Through this approach, researchers plan to implement next-generation autonomous driving AI capable of human-like judgment even at complex intersections and in diverse road environments.

ETRI researchers explained that this study represents an important case of advancing core AI technology—secured through national R&D projects by the Ministry of Science and ICT, the Institute for Information & Communications Technology Planning & Evaluation (IITP), and the Korea Autonomous Driving Innovation Foundation (KADIF)—to industrial levels by combining it with real vehicle data.

The research incorporates ETRI's reinforcement learning-based autonomous driving AI software technology that predicts dangerous situations and determines optimal driving behavior in congested road environments, as well as core perception and decision-making AI software technology enabling stable driving even in adverse weather or unpredictable road conditions.

Researchers are also pursuing a new approach that combines camera-based visual information with AI's logical reasoning capabilities, moving away from heavy reliance on expensive LiDAR sensors. This will enable development of an intelligent driving model capable of stable autonomous driving with minimal sensor configurations.

The team plans to continuously advance driving intelligence by utilizing large-scale driving data and vehicle movement information collected from actual roads for AI training. The ultimate goal is to develop this into a next-generation autonomous driving AI foundation model applicable to various vehicles and environments.

In the global market, Tesla is expanding its E2E autonomous driving software (FSD), while Nvidia has announced its own autonomous driving AI foundation model, intensifying technological competition.
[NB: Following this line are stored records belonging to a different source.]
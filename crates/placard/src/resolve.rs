//! Resource-text resolution by ancestor search.
//!
//! A message control dropped into an arbitrarily deep nesting of layout
//! regions does not need to be told which resource catalog to use: the
//! resolver climbs the container tree and the nearest ancestor that can
//! answer "where do your resource strings live" wins. A module-level parent
//! terminates the search immediately with its designated source.

use placard_core::{ContainerError, ContainerId, ContainerKind, ContainerTree};
use placard_i18n::{CatalogStore, I18nError, ResourceKey};

/// Errors from resource-text resolution.
#[derive(Debug, thiserror::Error)]
pub enum ResolveError {
    /// The tree was climbed to its root without finding a resource source.
    #[error("no ancestor declares a resource source for key '{key}'")]
    Exhausted {
        /// The key that could not be resolved.
        key: ResourceKey,
    },

    /// The starting container is not in the tree.
    #[error(transparent)]
    Container(#[from] ContainerError),

    /// The catalog lookup failed; propagated verbatim.
    #[error(transparent)]
    Catalog(#[from] I18nError),
}

/// Resolve a resource key into display text, starting from `start`.
///
/// The search climbs one ancestor at a time:
///
/// 1. A [`Module`](ContainerKind::Module) parent terminates the search with
///    its designated resource source.
/// 2. Otherwise, a parent that declares a resource source terminates the
///    search with that source.
/// 3. Otherwise, the search recurses from the parent.
///
/// The module check precedes the declaration check at every level. Reaching
/// the root without finding a source fails with
/// [`ResolveError::Exhausted`]; callers preferring to display the raw key
/// can recover with `unwrap_or_else`.
///
/// The walk is read-only and bounded by the tree depth; missing-entry
/// fallback is owned by the [`CatalogStore`], not interpreted here.
#[tracing::instrument(skip(tree, catalogs), target = "placard::resolve", level = "trace")]
pub fn resolve_text(
    tree: &ContainerTree,
    catalogs: &CatalogStore,
    key: &ResourceKey,
    start: ContainerId,
) -> Result<String, ResolveError> {
    let Some(parent) = tree.parent(start)? else {
        tracing::debug!(target: "placard::resolve", %key, "reached root without a resource source");
        return Err(ResolveError::Exhausted { key: key.clone() });
    };

    if tree.kind(parent)? == ContainerKind::Module {
        // Module level: the designated source terminates the search.
        let Some(source) = tree.resource_source(parent)? else {
            return Err(ResolveError::Exhausted { key: key.clone() });
        };
        tracing::trace!(target: "placard::resolve", %key, source, "resolved at module level");
        return Ok(catalogs.lookup(key, source)?);
    }

    match tree.resource_source(parent)? {
        Some(source) => {
            tracing::trace!(target: "placard::resolve", %key, source, "resolved at declaring ancestor");
            Ok(catalogs.lookup(key, source)?)
        }
        // Drill up to the next level.
        None => resolve_text(tree, catalogs, key, parent),
    }
}

#[cfg(test)]
mod tests {
    use super::*;
    use placard_i18n::Catalog;

    fn store_with(entries: &[(&str, &str, &str)]) -> CatalogStore {
        // (source, key, value); each source listed once
        let mut store = CatalogStore::with_locale("en");
        for (source, key, value) in entries {
            let mut catalog = Catalog::new();
            catalog.insert(*key, *value);
            store.mount(*source, catalog);
        }
        store
    }

    #[test]
    fn nearest_declaring_ancestor_wins() {
        // A → B → C, both A and B declare; B is nearer to C.
        let mut tree = ContainerTree::new();
        let a = tree.register_region("a");
        let b = tree.register_region("b");
        let c = tree.register_control("c");
        tree.set_parent(b, Some(a)).unwrap();
        tree.set_parent(c, Some(b)).unwrap();
        tree.set_resource_source(a, "pathA").unwrap();
        tree.set_resource_source(b, "pathB").unwrap();

        let store = store_with(&[
            ("pathA", "greeting", "hello from A"),
            ("pathB", "greeting", "hello from B"),
        ]);

        let key = ResourceKey::new("greeting");
        let text = resolve_text(&tree, &store, &key, c).unwrap();
        assert_eq!(text, "hello from B");
    }

    #[test]
    fn climbs_past_silent_regions() {
        // module → outer → inner → control; only the module can answer.
        let mut tree = ContainerTree::new();
        let module = tree.register_module("events", "module-source");
        let outer = tree.register_region("outer");
        let inner = tree.register_region("inner");
        let control = tree.register_control("message");
        tree.set_parent(outer, Some(module)).unwrap();
        tree.set_parent(inner, Some(outer)).unwrap();
        tree.set_parent(control, Some(inner)).unwrap();

        let store = store_with(&[("module-source", "k", "resolved")]);

        let key = ResourceKey::new("k");
        assert_eq!(resolve_text(&tree, &store, &key, control).unwrap(), "resolved");
    }

    #[test]
    fn module_parent_terminates_at_depth_one() {
        let mut tree = ContainerTree::new();
        let module = tree.register_module("events", "module-source");
        let control = tree.register_control("message");
        tree.set_parent(control, Some(module)).unwrap();

        let store = store_with(&[("module-source", "k", "from module")]);

        let key = ResourceKey::new("k");
        assert_eq!(
            resolve_text(&tree, &store, &key, control).unwrap(),
            "from module"
        );
    }

    #[test]
    fn declaring_region_shadows_module_above() {
        // module → panel (declares) → control; the nearer panel wins.
        let mut tree = ContainerTree::new();
        let module = tree.register_module("events", "module-source");
        let panel = tree.register_region("panel");
        let control = tree.register_control("message");
        tree.set_parent(panel, Some(module)).unwrap();
        tree.set_parent(control, Some(panel)).unwrap();
        tree.set_resource_source(panel, "panel-source").unwrap();

        let store = store_with(&[
            ("module-source", "k", "from module"),
            ("panel-source", "k", "from panel"),
        ]);

        let key = ResourceKey::new("k");
        assert_eq!(
            resolve_text(&tree, &store, &key, control).unwrap(),
            "from panel"
        );
    }

    #[test]
    fn root_without_source_is_exhausted() {
        let mut tree = ContainerTree::new();
        let outer = tree.register_region("outer");
        let control = tree.register_control("message");
        tree.set_parent(control, Some(outer)).unwrap();

        let store = CatalogStore::with_locale("en");
        let key = ResourceKey::new("k");
        let result = resolve_text(&tree, &store, &key, control);
        assert!(matches!(result, Err(ResolveError::Exhausted { .. })));
    }

    #[test]
    fn parentless_start_is_exhausted() {
        let mut tree = ContainerTree::new();
        let control = tree.register_control("message");

        let store = CatalogStore::with_locale("en");
        let key = ResourceKey::new("k");
        let result = resolve_text(&tree, &store, &key, control);
        assert!(matches!(result, Err(ResolveError::Exhausted { .. })));
    }

    #[test]
    fn removed_start_is_container_error() {
        let mut tree = ContainerTree::new();
        let control = tree.register_control("message");
        tree.remove(control).unwrap();

        let store = CatalogStore::with_locale("en");
        let key = ResourceKey::new("k");
        let result = resolve_text(&tree, &store, &key, control);
        assert!(matches!(
            result,
            Err(ResolveError::Container(ContainerError::InvalidContainerId))
        ));
    }

    #[test]
    fn unmounted_source_propagates_catalog_error() {
        let mut tree = ContainerTree::new();
        let module = tree.register_module("events", "never-mounted");
        let control = tree.register_control("message");
        tree.set_parent(control, Some(module)).unwrap();

        let store = CatalogStore::with_locale("en");
        let key = ResourceKey::new("k");
        let result = resolve_text(&tree, &store, &key, control);
        assert!(matches!(
            result,
            Err(ResolveError::Catalog(I18nError::UnknownSource { .. }))
        ));
    }

    #[test]
    fn missing_entry_falls_back_to_key() {
        let mut tree = ContainerTree::new();
        let module = tree.register_module("events", "module-source");
        let control = tree.register_control("message");
        tree.set_parent(control, Some(module)).unwrap();

        let store = store_with(&[("module-source", "other", "value")]);

        let key = ResourceKey::new("NotInCatalog");
        assert_eq!(
            resolve_text(&tree, &store, &key, control).unwrap(),
            "NotInCatalog"
        );
    }
}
This research holds significant meaning as it aims to enhance global competitiveness in autonomous driving technology through close collaboration between automakers and national research institutions.

Under this partnership, automaker KG Mobility will provide real vehicle driving data and testing infrastructure, while ETRI and autonomous driving specialist Sodis will handle next-generation E2E autonomous driving software development and integrated system construction. The three organizations plan to collaborate throughout the entire process—from technology development and demonstration to industrial application—to maximize technological synergy.

"Automobiles are advanced AI systems that must simultaneously perform perception, decision-making, and control in complex road environments," said Choi Jeong-dan, head of ETRI's AI & Robotics Research Division. "Based on AI technology secured through national R&D and large-scale real driving data, we will establish guidelines for E2E autonomous driving data construction and utilization, contributing to creating an autonomous driving data ecosystem that the entire industry can leverage."

Researchers plan to proceed in phases with data collection from real road environments, AI model training, and actual vehicle application demonstrations. The ultimate goal is to develop this technology into general-purpose mobility intelligence AI applicable not only to automobiles but also to robots, drones, and various other mobile platforms.

AI-translated from Korean. Quotes from foreign sources are based on Korean-language reports and may not reflect exact original wording.